Older versions of SELinux included the following commands, which have been retained in the current version for the convenience of users familiar with them:

avc_enforcing

Equivalent to getenforce .

avc_toggle

Switches the system from enforcing to permissive mode, or vice versa.

2.6.4.2 Modified Linux commands and programs

In addition to special commands related to SELinux, an SELinux implementation typically includes modified versions of several Linux commands. Among these are the following commands:

cp, mv, install, and other basic commands

Modified to label the new file with the security context of the source.

id

Modified to include an option for displaying the user's current security context.

ls

Modified to include an option for displaying a file's current security context.

ps

Modified to include an option for displaying a process's current security context.

Several common programs are generally modified to support SELinux, including:

cron

Modified to set a standard security context for all cron jobs.

login

Modified to set the initial security context of a user when the user logs in.

logrotate

Modified to preserve the security context of log files being rotated .

pam

Modified to set the initial security context of a user and to use the SELinux API to obtain privileged access to password information.

ssh

Modified to set the initial security context of a user when the user logs in.

various programs that modify /etc/passwd or /etc/shadow

Modified to preserve the security context of the modified file.

2.6.4.3 Supplementary SELinux tools

A variety of supplementary SELinux tools is available, and others are under development. Among the most noteworthy are the tools provided by Tresys (http://www. tresys .com) and distributed under the GNU General Public License. These tools include:

Apol

A tool for analyzing the SELinux policy.conf file. Figure 2-8 shows a typical Apol screen.

SeAudit

A graphical user interface (GUI) tool for analyzing SELinux log entries.

SeCmds

A set of non-GUI tools for analyzing the SELinux policy.conf file.

SePCuT

A GUI tool for browsing and editing SELinux policy files.

SeUser

A pair of GUI and non-GUI tools for managing Linux and SELinux user accounts.

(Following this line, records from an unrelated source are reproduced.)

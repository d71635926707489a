use async_trait::async_trait;
use log::debug;
use reqwest::Url;
use tokio::time::{Duration, Instant};

use crate::config::Config;
use crate::core::UrlTarget;
use crate::core::constants::http_status;
use crate::core::error::Result;
use crate::validation::outcome::{CheckKind, CheckOutcome};
use crate::validation::probe::{HttpProbe, ProbeError, ProbeResponse, ReqwestProbe};
use crate::validation::strategy::{HeadThenGet, ResolveStrategy};

/// Checks one target end to end.
///
/// Implementations never fail: every problem is encoded in the returned
/// [`CheckOutcome`].
#[async_trait]
pub trait CheckUrl: Send + Sync {
    async fn check(&self, target: &UrlTarget, timeout: Duration, verify_tls: bool)
    -> CheckOutcome;
}

/// The production checker: a method plan from `R`, requests through `P`.
#[derive(Debug, Clone)]
pub struct Checker<P = ReqwestProbe, R = HeadThenGet> {
    probe: P,
    resolver: R,
}

impl Checker {
    /// Reqwest-backed checker using the User-Agent and GET-only hosts of `config`.
    pub fn from_config(config: &Config) -> Result<Self> {
        let probe = ReqwestProbe::new(config.user_agent())?;
        let resolver = match config.get_only_hosts {
            Some(ref hosts) => HeadThenGet::with_get_only_hosts(hosts),
            None => HeadThenGet::new(),
        };
        Ok(Self::new(probe, resolver))
    }
}

impl<P: HttpProbe, R: ResolveStrategy> Checker<P, R> {
    pub fn new(probe: P, resolver: R) -> Self {
        Self { probe, resolver }
    }
}
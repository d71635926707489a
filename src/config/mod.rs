//! Configuration management
//!
//! This module handles loading configuration from TOML files, merging it
//! with CLI arguments, and producing the [`RunSettings`] handed to the
//! dispatcher.

use serde::{Deserialize, Serialize};
use std::fs;
use std::path::Path;
use std::time::Duration;
use tokio::sync::Semaphore;

use crate::core::constants::{defaults, output_formats, timeouts};
use crate::core::error::{Result, UrlCheckError};

#[derive(Debug, Clone, Serialize, Deserialize)]
pub struct Config {
    /// Timeout in seconds for each check
    pub timeout: Option<u64>,

    /// Maximum number of checks running at once
    pub concurrency: Option<usize>,

    /// Verify TLS certificates
    pub verify_tls: Option<bool>,

    /// Custom User-Agent header
    pub user_agent: Option<String>,

    /// Hosts that are always checked with GET (no HEAD attempt)
    pub get_only_hosts: Option<Vec<String>>,

    /// Path of the CSV report
    pub output_path: Option<String>,

    /// Console output format (text, json, minimal)
    pub output_format: Option<String>,

    /// Enable verbose logging
    pub verbose: Option<bool>,

    /// Disable the progress bar
    pub no_progress: Option<bool>,
}

impl Default for Config {
    fn default() -> Self {
        Self {
            timeout: Some(timeouts::DEFAULT_TIMEOUT_SECONDS),
            concurrency: Some(defaults::MAX_CONCURRENCY),
            verify_tls: Some(defaults::VERIFY_TLS),
            user_agent: None,
            get_only_hosts: None,
            output_path: Some(defaults::OUTPUT_PATH.to_string()),
            output_format: Some(output_formats::DEFAULT.to_string()),
            verbose: Some(false),
            no_progress: Some(false),
        }
    }
}

impl Config {
    /// Load configuration from file. Keys missing from the file keep their defaults.
    pub fn load_from_file<P: AsRef<Path>>(path: P) -> Result<Self> {
        let path = path.as_ref();
        let content = fs::read_to_string(path).map_err(|e| {
            UrlCheckError::Config(format!(
                "Could not read config file '{}': {}",
                path.display(),
                e
            ))
        })?;

        let file_config: Config = toml::from_str(&content).map_err(|e| {
            UrlCheckError::Config(format!(
                "Invalid TOML in config file '{}': {}",
                path.display(),
                e
            ))
        })?;

        let config = Self::default().overlay(file_config);
        config.validate()?;
        Ok(config)
    }

    /// Load `.urlcheck.toml` from the working directory when present
    pub fn load_from_standard_location() -> Result<Self> {
        let path = Path::new(defaults::CONFIG_FILE_NAME);
        if path.is_file() {
            Self::load_from_file(path)
        } else {
            Ok(Self::default())
        }
    }

    fn overlay(mut self, other: Config) -> Self {
        if other.timeout.is_some() {
            self.timeout = other.timeout;
        }
        if other.concurrency.is_some() {
            self.concurrency = other.concurrency;
        }
        if other.verify_tls.is_some() {
            self.verify_tls = other.verify_tls;
        }
        if other.user_agent.is_some() {
            self.user_agent = other.user_agent;
        }
        if other.get_only_hosts.is_some() {
            self.get_only_hosts = other.get_only_hosts;
        }
        if other.output_path.is_some() {
            self.output_path = other.output_path;
        }
        if other.output_format.is_some() {
            self.output_format = other.output_format;
        }
        if other.verbose.is_some() {
            self.verbose = other.verbose;
        }
        if other.no_progress.is_some() {
            self.no_progress = other.no_progress;
        }
        self
    }

    /// Merge this config with CLI arguments (CLI takes precedence)
    pub fn merge_with_cli(&mut self, cli_config: &CliConfig) {
        // Core options
        if let Some(timeout) = cli_config.timeout {
            self.timeout = Some(timeout);
        }
        if let Some(concurrency) = cli_config.concurrency {
            self.concurrency = Some(concurrency);
        }

        // Network & security
        if cli_config.insecure {
            self.verify_tls = Some(false);
        } else if cli_config.verify_tls {
            self.verify_tls = Some(true);
        }
        if let Some(ref user_agent) = cli_config.user_agent {
            self.user_agent = Some(user_agent.clone());
        }
        if !cli_config.get_only_hosts.is_empty() {
            let hosts = self.get_only_hosts.get_or_insert_with(Vec::new);
            for host in &cli_config.get_only_hosts {
                if !hosts.contains(host) {
                    hosts.push(host.clone());
                }
            }
        }

        // Output & format
        if let Some(ref output_path) = cli_config.output_path {
            self.output_path = Some(output_path.clone());
        }
        if let Some(ref output_format) = cli_config.output_format {
            self.output_format = Some(output_format.clone());
        }
        if cli_config.verbose {
            self.verbose = Some(true);
        }
        if cli_config.no_progress {
            self.no_progress = Some(true);
        }
    }

    /// Get timeout as Duration
    pub fn timeout_duration(&self) -> Duration {
        Duration::from_secs(self.timeout.unwrap_or(timeouts::DEFAULT_TIMEOUT_SECONDS))
    }

    /// Settings threaded into every check of a run
    pub fn run_settings(&self) -> RunSettings {
        RunSettings {
            max_concurrency: self.concurrency.unwrap_or(defaults::MAX_CONCURRENCY),
            timeout: self.timeout_duration(),
            verify_tls: self.verify_tls.unwrap_or(defaults::VERIFY_TLS),
        }
    }

    pub fn user_agent(&self) -> &str {
        self.user_agent.as_deref().unwrap_or(defaults::USER_AGENT)
    }

    pub fn output_format(&self) -> &str {
        self.output_format
            .as_deref()
            .unwrap_or(output_formats::DEFAULT)
    }

    /// Validate configuration values
    pub fn validate(&self) -> Result<()> {
        if let Some(timeout) = self.timeout {
            if timeout == 0 {
                return Err(UrlCheckError::Config(
                    "Timeout cannot be 0. Expected a positive integer representing seconds."
                        .to_string(),
                ));
            }
            if timeout > timeouts::MAX_TIMEOUT_SECONDS {
                return Err(UrlCheckError::Config(format!(
                    "Timeout of {timeout} seconds is extremely large (>24 hours). Consider using a smaller value."
                )));
            }
        }

        if let Some(concurrency) = self.concurrency {
            if concurrency == 0 {
                return Err(UrlCheckError::Config(
                    "Concurrency cannot be 0. Expected a positive integer.".to_string(),
                ));
            }
            if concurrency > defaults::MAX_CONCURRENCY_LIMIT {
                return Err(UrlCheckError::Config(format!(
                    "Concurrency of {concurrency} is extremely high and may exhaust sockets. Consider using a smaller value."
                )));
            }
        }

        if let Some(ref format) = self.output_format
            && !output_formats::ALL.contains(&format.as_str())
        {
            return Err(UrlCheckError::Config(format!(
                "Invalid output format '{format}'. Expected one of: {}.",
                output_formats::ALL.join(", ")
            )));
        }

        if let Some(ref hosts) = self.get_only_hosts
            && let Some(blank) = hosts.iter().find(|host| host.trim().is_empty())
        {
            return Err(UrlCheckError::Config(format!(
                "Invalid GET-only host '{blank}'. Host names cannot be empty."
            )));
        }

        Ok(())
    }
}

/// Per-run settings passed explicitly to the dispatcher and every check.
#[derive(Debug, Clone, Copy, PartialEq, Eq)]
pub struct RunSettings {
    /// Maximum number of checks in flight at once
    pub max_concurrency: usize,
    /// Bound on a single attempt, redirects included
    pub timeout: Duration,
    /// Verify TLS certificates
    pub verify_tls: bool,
}

impl RunSettings {
    pub fn new(max_concurrency: usize, timeout: Duration, verify_tls: bool) -> Self {
        Self {
            max_concurrency,
            timeout,
            verify_tls,
        }
    }

    /// Reject settings no run can start with
    pub fn validate(&self) -> Result<()> {
        if self.max_concurrency == 0 {
            return Err(UrlCheckError::Config(
                "max_concurrency must be at least 1".to_string(),
            ));
        }
        if self.max_concurrency > Semaphore::MAX_PERMITS {
            return Err(UrlCheckError::Config(format!(
                "max_concurrency must be at most {}",
                Semaphore::MAX_PERMITS
            )));
        }
        if self.timeout.is_zero() {
            return Err(UrlCheckError::Config(
                "timeout must be greater than zero".to_string(),
            ));
        }
        Ok(())
    }
}

impl Default for RunSettings {
    fn default() -> Self {
        Config::default().run_settings()
    }
}

/// Configuration options that can come from CLI
#[derive(Debug, Default)]
pub struct CliConfig {
    // Core options
    pub timeout: Option<u64>,        // --timeout
    pub concurrency: Option<usize>,  // --workers

    // Network & security
    pub verify_tls: bool,            // --verify-tls
    pub insecure: bool,              // --insecure
    pub user_agent: Option<String>,  // --user-agent
    pub get_only_hosts: Vec<String>, // --get-only

    // Output & format
    pub output_path: Option<String>,   // --output
    pub output_format: Option<String>, // --format
    pub quiet: bool,                   // --quiet
    pub verbose: bool,                 // --verbose
    pub no_progress: bool,             // --no-progress

    // Configuration
    pub config_file: Option<String>, // --config
    pub no_config: bool,             // --no-config
}
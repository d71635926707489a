//! User interface and interaction
//!
//! This module contains all components related to user interaction,
//! including CLI parsing, output formatting and progress reporting.

pub mod cli;
pub mod color;
pub mod output;
pub mod progress;

// Re-export commonly used items
pub use cli::{Cli, cli_to_config};
pub use output::{display_report, display_report_saved, display_run_start};
pub use progress::ProgressReporter;
use std::sync::{Mutex, MutexGuard, PoisonError};

use crate::validation::outcome::CheckOutcome;
use crate::validation::report::BatchReport;

/// Collects outcomes from concurrent checks.
///
/// `record` may be called from any number of tasks at once; the outcome
/// list is the only shared mutable state of a run.
#[derive(Debug, Default)]
pub struct Aggregator {
    outcomes: Mutex<Vec<CheckOutcome>>,
}

impl Aggregator {
    pub fn new() -> Self {
        Self::default()
    }

    pub fn with_capacity(capacity: usize) -> Self {
        Self {
            outcomes: Mutex::new(Vec::with_capacity(capacity)),
        }
    }

    /// Append one finished outcome.
    pub fn record(&self, outcome: CheckOutcome) {
        self.lock().push(outcome);
    }

    /// Number of outcomes recorded so far.
    pub fn len(&self) -> usize {
        self.lock().len()
    }

    pub fn is_empty(&self) -> bool {
        self.lock().is_empty()
    }

    /// Build the report from everything recorded, leaving the aggregator empty.
    pub fn finalize(&self) -> BatchReport {
        let outcomes = std::mem::take(&mut *self.lock());
        BatchReport::from_outcomes(outcomes)
    }

    // A panic while holding the lock cannot leave the Vec half-written
    fn lock(&self) -> MutexGuard<'_, Vec<CheckOutcome>> {
        self.outcomes.lock().unwrap_or_else(PoisonError::into_inner)
    }
}
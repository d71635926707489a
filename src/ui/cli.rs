// Command-line interface definitions and parsing for urlcheck

use crate::config::CliConfig;
use crate::core::constants::output_formats;
use clap::Parser;

#[derive(Parser, Debug)]
#[command(author, version, about = "Bulk URL status checker", long_about = None)]
pub struct Cli {
    /// File containing URLs (one per line)
    pub file: Option<String>,

    // Core Options
    /// Timeout per request in seconds (default: 10)
    #[arg(
        short = 't',
        long,
        value_name = "SECONDS",
        value_parser = clap::value_parser!(u64).range(1..),
        help_heading = "Core Options"
    )]
    pub timeout: Option<u64>,

    /// Maximum number of concurrent checks (default: 10)
    #[arg(
        short = 'w',
        long,
        value_name = "COUNT",
        help_heading = "Core Options"
    )]
    pub workers: Option<usize>,

    // Output & Verbosity
    /// Output CSV file (default: url_check_results.csv)
    #[arg(short = 'o', long, value_name = "FILE", help_heading = "Output & Verbosity")]
    pub output: Option<String>,

    /// Console output format
    #[arg(long, value_name = "FORMAT", value_parser = output_formats::ALL, help_heading = "Output & Verbosity")]
    pub format: Option<String>,

    /// Only print the final summary
    #[arg(short = 'q', long, help_heading = "Output & Verbosity")]
    pub quiet: bool,

    /// Enable verbose logging
    #[arg(short = 'v', long, help_heading = "Output & Verbosity")]
    pub verbose: bool,

    /// Disable progress bars
    #[arg(long, help_heading = "Output & Verbosity")]
    pub no_progress: bool,

    // Network & Security
    /// Verify TLS certificates (the default)
    #[arg(long, conflicts_with = "insecure", help_heading = "Network & Security")]
    pub verify_tls: bool,

    /// Skip TLS certificate verification
    #[arg(long, help_heading = "Network & Security")]
    pub insecure: bool,

    /// Custom User-Agent header
    #[arg(long, value_name = "AGENT", help_heading = "Network & Security")]
    pub user_agent: Option<String>,

    /// Host to check with GET only, skipping HEAD (repeatable)
    #[arg(long = "get-only", value_name = "HOST", help_heading = "Network & Security")]
    pub get_only: Vec<String>,

    // Configuration
    /// Use specific config file
    #[arg(long, value_name = "FILE", help_heading = "Configuration")]
    pub config: Option<String>,

    /// Ignore config files
    #[arg(long, conflicts_with = "config", help_heading = "Configuration")]
    pub no_config: bool,
}

/// Convert parsed CLI arguments into a CliConfig
pub fn cli_to_config(cli: &Cli) -> CliConfig {
    CliConfig {
        timeout: cli.timeout,
        concurrency: cli.workers,
        verify_tls: cli.verify_tls,
        insecure: cli.insecure,
        user_agent: cli.user_agent.clone(),
        get_only_hosts: cli
            .get_only
            .iter()
            .map(|host| host.trim().to_string())
            .filter(|host| !host.is_empty())
            .collect(),
        output_path: cli.output.clone(),
        output_format: cli.format.clone(),
        quiet: cli.quiet,
        verbose: cli.verbose,
        no_progress: cli.no_progress,
        config_file: cli.config.clone(),
        no_config: cli.no_config,
    }
}
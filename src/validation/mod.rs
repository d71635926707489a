//! URL checking
//!
//! Request strategy, the per-URL checker, the bounded dispatcher and the
//! aggregation of outcomes into a batch report.

pub mod aggregator;
pub mod checker;
pub mod dispatcher;
pub mod outcome;
pub mod probe;
pub mod report;
pub mod strategy;

// Re-export commonly used items
pub use aggregator::Aggregator;
pub use checker::{CheckUrl, Checker};
pub use dispatcher::{Dispatcher, ProgressSink};
pub use outcome::{Bucket, CheckKind, CheckOutcome, CheckStatus};
pub use probe::{HttpProbe, ProbeError, ProbeResponse, ReqwestProbe};
pub use report::BatchReport;
pub use strategy::{HeadThenGet, Method, MethodPlan, ResolveStrategy};
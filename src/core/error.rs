use std::fmt;

/// Error types for urlcheck operations.
///
/// Per-URL failures never show up here: they are data on a
/// [`CheckOutcome`](crate::validation::CheckOutcome). This type covers the
/// conditions that stop a run (or the CLI) altogether.
#[derive(Debug)]
pub enum UrlCheckError {
    /// IO error (reading URL lists, writing reports)
    Io(std::io::Error),

    /// Configuration error, detected before any check starts
    Config(String),

    /// HTTP client construction error
    Http(reqwest::Error),

    /// TOML parsing error
    TomlParsing(toml::de::Error),

    /// CSV report error
    Csv(csv::Error),

    /// JSON serialization error
    Json(serde_json::Error),
}

impl fmt::Display for UrlCheckError {
    fn fmt(&self, f: &mut fmt::Formatter<'_>) -> fmt::Result {
        match self {
            UrlCheckError::Io(err) => write!(f, "IO error: {err}"),
            UrlCheckError::Config(msg) => write!(f, "Configuration error: {msg}"),
            UrlCheckError::Http(err) => write!(f, "HTTP error: {err}"),
            UrlCheckError::TomlParsing(err) => write!(f, "TOML parsing error: {err}"),
            UrlCheckError::Csv(err) => write!(f, "CSV error: {err}"),
            UrlCheckError::Json(err) => write!(f, "JSON error: {err}"),
        }
    }
}

impl std::error::Error for UrlCheckError {
    fn source(&self) -> Option<&(dyn std::error::Error + 'static)> {
        match self {
            UrlCheckError::Io(err) => Some(err),
            UrlCheckError::Http(err) => Some(err),
            UrlCheckError::TomlParsing(err) => Some(err),
            UrlCheckError::Csv(err) => Some(err),
            UrlCheckError::Json(err) => Some(err),
            _ => None,
        }
    }
}

impl From<std::io::Error> for UrlCheckError {
    fn from(err: std::io::Error) -> Self {
        UrlCheckError::Io(err)
    }
}

impl From<reqwest::Error> for UrlCheckError {
    fn from(err: reqwest::Error) -> Self {
        UrlCheckError::Http(err)
    }
}

impl From<toml::de::Error> for UrlCheckError {
    fn from(err: toml::de::Error) -> Self {
        UrlCheckError::TomlParsing(err)
    }
}

impl From<csv::Error> for UrlCheckError {
    fn from(err: csv::Error) -> Self {
        UrlCheckError::Csv(err)
    }
}

impl From<serde_json::Error> for UrlCheckError {
    fn from(err: serde_json::Error) -> Self {
        UrlCheckError::Json(err)
    }
}

/// Type alias for Results using UrlCheckError
pub type Result<T> = std::result::Result<T, UrlCheckError>;
//! Core types and foundational components
//!
//! This module contains the fundamental data types, error handling,
//! and constants used throughout the application.

pub mod constants;
pub mod error;
pub mod types;

// Re-export commonly used items for convenience
pub use error::{Result, UrlCheckError};
pub use types::UrlTarget;
//! Error types for Carpenter.

use thiserror::Error;

#[derive(Debug, Error)]
pub enum Error {
    /// A job request failed validation. The message is shown verbatim.
    #[error("{0}")]
    Validation(String),

    #[error("fetch failed: {0}")]
    Fetch(String),

    /// The build executor failed. `output` carries whatever the build tool
    /// printed, if anything.
    #[error("{message}")]
    Build {
        message: String,
        output: Option<String>,
    },

    #[error("publish failed: {0}")]
    Publish(String),

    #[error("head store error: {0}")]
    Store(String),

    #[error("status sink error: {0}")]
    Status(String),

    #[error("IO error: {0}")]
    Io(#[from] std::io::Error),

    #[error("internal error: {0}")]
    Internal(String),
}

impl Error {
    /// Build tool output attached to the error, if any.
    pub fn output(&self) -> Option<&str> {
        match self {
            Error::Build { output, .. } => output.as_deref(),
            _ => None,
        }
    }

    pub fn is_validation(&self) -> bool {
        matches!(self, Error::Validation(_))
    }
}

pub type Result<T> = std::result::Result<T, Error>;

Figure 2-8. The Apol policy analysis tool by Tresys

2.6.5 References

To learn more about the SELinux security model, you can read Chapter 5 of this book. The description of the SELinux security model presented in this book is based primarily on the paper "Configuring the SELinux Policy," by Stephen Smalley. It is available on the NSA's SELinux web site, http://www.nsa.gov/selinux/index.cfm. The paper is somewhat out of date because SELinux has been developed further since its publication. However, for the most part, the information presented in the paper remains accurate, even if somewhat incomplete.